Он погладил рукой шляпу, пощипал себя за белокурую бородку и с видом человека, вполне убежденного в справедливости своих слов, небрежно откинулся на спинку кресла.
— Но что вы скажете о клерикальных листках, каковы «Le Monde», «L’Univers»? — спросил фон Кейдель.
— С ними труднее поладить, — отвечал Бекманн. — Эти господа сильно расположены к Австрии, и их нелегко от нее отвратить. В газете «Le Monde» немецкие корреспонденции пишет мой двоюродный брат, доктор Онно Клопп.
— Этот Онно Клопп ваш двоюродный брат? — удивился фон Кейдель.
— Он имеет это преимущество, — отвечал Бекманн, — и подписывается в «Monde» как Герман Шульце. Но должен вам сказать, что он пишет в высшей степени скучно. Кроме того, кузен плохо владеет французским языком, поэтому статьи его сначала переводятся, вследствие чего приходятся по вкусу публике еще менее. Достаточно, чтоб этот листок принял чью‑нибудь сторону, и вся французская публика немедленно настраивается против нее враждебно.
— Но разве эта газета не пользуется большим влиянием при дворе? — продолжал фон Кейдель.
— Ни малейшим, — возразил Бекманн. — Император прислушивается к голосу только независимых органов и никогда не читает ультрамантанских листков. Могу вас уверить, что одна статья в «Siecle» или в «Temps» имеет гораздо более влияния на его решения, нежели самая ожесточенная полемика в «Monde» или «Univers».
— Но не думаете ли вы, — продолжал допрашивать фон Кейдель, — что Австрия в свою очередь будет стараться привлечь на свою сторону общественное мнение во Франции?

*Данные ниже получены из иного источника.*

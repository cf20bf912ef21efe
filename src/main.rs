//! deadwood CLI - dead-store reports for a minimal imperative language.

use std::path::PathBuf;

use anyhow::{bail, Context, Result};
use clap::{Parser, Subcommand, ValueEnum};
use tracing_subscriber::EnvFilter;

use deadwood::cfg::{build_cfg, render as cfg_render};
use deadwood::dfg::{build_dfg, render as dfg_render};
use deadwood::{analyze_liveness, parse_program, program_live_out};

/// Dead-store detection for a minimal imperative language.
///
/// Analyzes programs built from assignments, `if`, and `while`, and
/// reports assignments whose written value is never read.
#[derive(Parser)]
#[command(
    name = "deadwood",
    version,
    about = "Dead-store detection for a minimal imperative language",
    long_about = r#"
Dead-store detection for a minimal imperative language.

Examples:
    deadwood analyze program.dw          # report unused assignments
    deadwood analyze --source 'a = 1'    # analyze an inline literal
    deadwood analyze program.dw --format json
    deadwood cfg program.dw              # dump the control flow graph
    deadwood dfg program.dw              # dump the data flow graph
"#
)]
struct Cli {
    /// Verbosity level (-v, -vv, -vvv)
    #[arg(short, long, action = clap::ArgAction::Count, global = true)]
    verbose: u8,

    /// Output format
    #[arg(long, global = true, value_enum, default_value = "text")]
    format: OutputFormat,

    #[command(subcommand)]
    command: Commands,
}

#[derive(Debug, Clone, Copy, ValueEnum, Default)]
enum OutputFormat {
    #[default]
    Text,
    Json,
}

#[derive(Subcommand)]
enum Commands {
    /// Report assignments whose value is never read
    Analyze {
        /// Source file to analyze
        file: Option<PathBuf>,
        /// Inline source text instead of a file
        #[arg(long, conflicts_with = "file")]
        source: Option<String>,
    },
    /// Dump the control flow graph as indented pseudo-code
    Cfg {
        /// Source file to analyze
        file: Option<PathBuf>,
        /// Inline source text instead of a file
        #[arg(long, conflicts_with = "file")]
        source: Option<String>,
    },
    /// Dump the data flow graph with per-node edge lists
    Dfg {
        /// Source file to analyze
        file: Option<PathBuf>,
        /// Inline source text instead of a file
        #[arg(long, conflicts_with = "file")]
        source: Option<String>,
    },
}

fn main() -> Result<()> {
    let cli = Cli::parse();

    // Initialize tracing based on verbosity
    let filter = match cli.verbose {
        0 => EnvFilter::new("warn"),
        1 => EnvFilter::new("info"),
        2 => EnvFilter::new("debug"),
        _ => EnvFilter::new("trace"),
    };
    tracing_subscriber::fmt()
        .with_env_filter(filter)
        .with_target(false)
        .init();

    match cli.command {
        Commands::Analyze { file, source } => {
            let source = load_source(file, source)?;
            cmd_analyze(&source, cli.format)
        }
        Commands::Cfg { file, source } => {
            let source = load_source(file, source)?;
            cmd_cfg(&source)
        }
        Commands::Dfg { file, source } => {
            let source = load_source(file, source)?;
            cmd_dfg(&source)
        }
    }
}

fn load_source(file: Option<PathBuf>, source: Option<String>) -> Result<String> {
    if let Some(text) = source {
        return Ok(text);
    }
    let Some(path) = file else {
        bail!("provide a source file or --source");
    };
    std::fs::read_to_string(&path).with_context(|| format!("reading {}", path.display()))
}

fn cmd_analyze(source: &str, format: OutputFormat) -> Result<()> {
    let program = parse_program(source)?;
    let cfg = build_cfg(&program);
    let dfg = build_dfg(&cfg)?;
    let outputs = program_live_out(&program)?;
    let info = analyze_liveness(&cfg, &dfg, &outputs)?;

    match format {
        OutputFormat::Json => println!("{}", serde_json::to_string_pretty(&info.to_json())?),
        OutputFormat::Text => {
            for dead in &info.dead_stores {
                println!(
                    "Unused assignment to {} at {}..{}",
                    dead.variable, dead.span.start, dead.span.end
                );
                println!("{}", dead.span.slice(source));
            }
        }
    }
    Ok(())
}

fn cmd_cfg(source: &str) -> Result<()> {
    let program = parse_program(source)?;
    let cfg = build_cfg(&program);
    print!("{}", cfg_render::to_ascii(&cfg));
    Ok(())
}

fn cmd_dfg(source: &str) -> Result<()> {
    let program = parse_program(source)?;
    let cfg = build_cfg(&program);
    let dfg = build_dfg(&cfg)?;
    print!("{}", dfg_render::to_ascii(&cfg, &dfg));
    Ok(())
}
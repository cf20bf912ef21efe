//! DFG type definitions.

use std::fmt;

use rustc_hash::FxHashMap;
use serde::{Deserialize, Serialize};

use crate::cfg::CfgNodeId;
use crate::error::{DeadwoodError, Result};

/// Unique identifier for a DFG node.
#[derive(Debug, Clone, Copy, PartialEq, Eq, Hash, Serialize, Deserialize)]
pub struct DfgNodeId(pub usize);

impl fmt::Display for DfgNodeId {
    fn fmt(&self, f: &mut fmt::Formatter<'_>) -> fmt::Result {
        write!(f, "d{}", self.0)
    }
}

/// One DFG node per reachable CFG node.
///
/// `in_nodes` and `out_nodes` are identity sets kept in insertion order:
/// adding a neighbor that is already present is a no-op. Edges carry no
/// ownership; they are ids resolved against the arena.
#[derive(Debug, Clone)]
pub struct DfgNode {
    pub id: DfgNodeId,
    /// The CFG node this DFG node wraps.
    pub cfg: CfgNodeId,
    /// Predecessors: the transpose of `out_nodes`.
    pub in_nodes: Vec<DfgNodeId>,
    /// Control-flow successors.
    pub out_nodes: Vec<DfgNodeId>,
}

/// Data-flow graph over CFG nodes.
#[derive(Debug, Clone, Default)]
pub struct Dfg {
    nodes: Vec<DfgNode>,
    by_cfg: FxHashMap<CfgNodeId, DfgNodeId>,
}

impl Dfg {
    pub(crate) fn push_node(&mut self, cfg: CfgNodeId) -> DfgNodeId {
        let id = DfgNodeId(self.nodes.len());
        self.nodes.push(DfgNode {
            id,
            cfg,
            in_nodes: Vec::new(),
            out_nodes: Vec::new(),
        });
        self.by_cfg.insert(cfg, id);
        id
    }

    pub(crate) fn add_out_edge(&mut self, from: DfgNodeId, to: DfgNodeId) {
        let outs = &mut self.nodes[from.0].out_nodes;
        if !outs.contains(&to) {
            outs.push(to);
        }
    }

    pub(crate) fn add_in_edge(&mut self, node: DfgNodeId, pred: DfgNodeId) {
        let ins = &mut self.nodes[node.0].in_nodes;
        if !ins.contains(&pred) {
            ins.push(pred);
        }
    }

    #[inline]
    pub fn node(&self, id: DfgNodeId) -> &DfgNode {
        &self.nodes[id.0]
    }

    pub fn nodes(&self) -> impl Iterator<Item = &DfgNode> {
        self.nodes.iter()
    }

    pub fn len(&self) -> usize {
        self.nodes.len()
    }

    pub fn is_empty(&self) -> bool {
        self.nodes.is_empty()
    }

    /// Resolve the DFG node wrapping a CFG node.
    ///
    /// Every reachable CFG node has exactly one DFG counterpart; a missing
    /// entry means a builder invariant was violated.
    pub fn node_for_cfg(&self, cfg: CfgNodeId) -> Result<DfgNodeId> {
        self.by_cfg.get(&cfg).copied().ok_or_else(|| {
            DeadwoodError::internal("dfg-lookup", format!("no DFG node for CFG node {cfg}"))
        })
    }
}
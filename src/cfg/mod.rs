//! Control flow graph construction and rendering.
//!
//! Lowers the structured AST (sequences, `if`, `while`) into a
//! branch-aware node graph with one entry and a single exit sentinel.
//! Loop back edges are represented by a zero-effect join node at each
//! loop's continuation point.
//!
//! # Modules
//!
//! - [`types`]: node arena, node kinds, identity tokens
//! - [`builder`]: reverse-walk construction
//! - [`render`]: indented pseudo-code dump

pub mod builder;
pub mod render;
pub mod types;

pub use builder::build_cfg;
pub use types::{
    Assignment, AssignmentId, BasicBlock, Cfg, CfgNode, CfgNodeId, CfgNodeKind, IfNode,
    LoopJoinNode, WhileNode,
};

Она не станет пренебрегать никакими средствами. Князь Меттерних…
— Ah, bah![65] — воскликнул Бекманн. — Князь Меттерних слишком trop grand seigneur[66], чтобы воздействовать на прессу. У него для этого кавалер Дебро де Сальданенга. Тот напишет ему несколько статей в своем «Memorial Diplomatique»[67]. Статьи эти будут очень хороши, дипломатичны и важны, но никто их не станет читать. Будьте покойны, — продолжал он, — общественное мнение будет за вас. Даже сам Оливье — Эмиль Оливье, этот римский гражданин со стремлением к портфелю в сердце, — прибавил он со смехом, — вполне настроен на прусский лад и своими речами будет действовать не хуже любого из самых распространенных журналов.
— Вы полагаете, что Эмиль Оливье клюнет на портфель, как на приманку? — с удивлением спросил фон Кейдель.
— Он непременно будет министром, — уклончиво возразил Бекманн. — On fera cette betise[68], но пока Оливье на стороне оппозиции и голос его имеет силу. Он крепко стоит за прусскую гегемонию в Германии — этого с нас достаточно. Затем остаются еще, — продолжал северянин, — «Revues Hebdomadaires», еженедельные обозрения, которые имеют почти столько же влияния, как и ежедневные журналы. Они читаются спокойно и спокойно перевариваются. Но и на этой почве вам нечего опасаться. Мне знакомы все редакторы, и я думаю, что легко могу их расположить в вашу пользу. Вы помните, как благосклонно всеми была принята моя брошюра «Le Traité de Gastein»[69], которую я написал после того, как имел честь беседовать с министром‑президентом в Висбадене?
— Помню, — отвечал фон Кейдель. — Я был тогда очень удивлен поддержкой, какую мы встретили в то время во французской прессе, и мы до сих пор вам за то чрезвычайно благодарны.
— Pas de quoi, не за что! — отмахнулся Бекманн. — Я делал по убеждению все возможное, чтобы распространить во Франции идею о воссоздании Германии в духе графа Бисмарка. И впредь я намерен действовать точно так же, потому что считаю эту идею справедливой и благотворной. Кстати, — перебил он себя, — знаете, что Хансен здесь?
— Вот как? — воскликнул фон Кейдель.
— Я полагаю, он здесь пробудет некоторое время, чтобы вполне изучить положение вещей, — заметил Бекманн, многозначительно поглядывая в сторону. — Вы можете действовать через него: все, что вы ему сообщите, он передаст куда следует и проведет в прессу.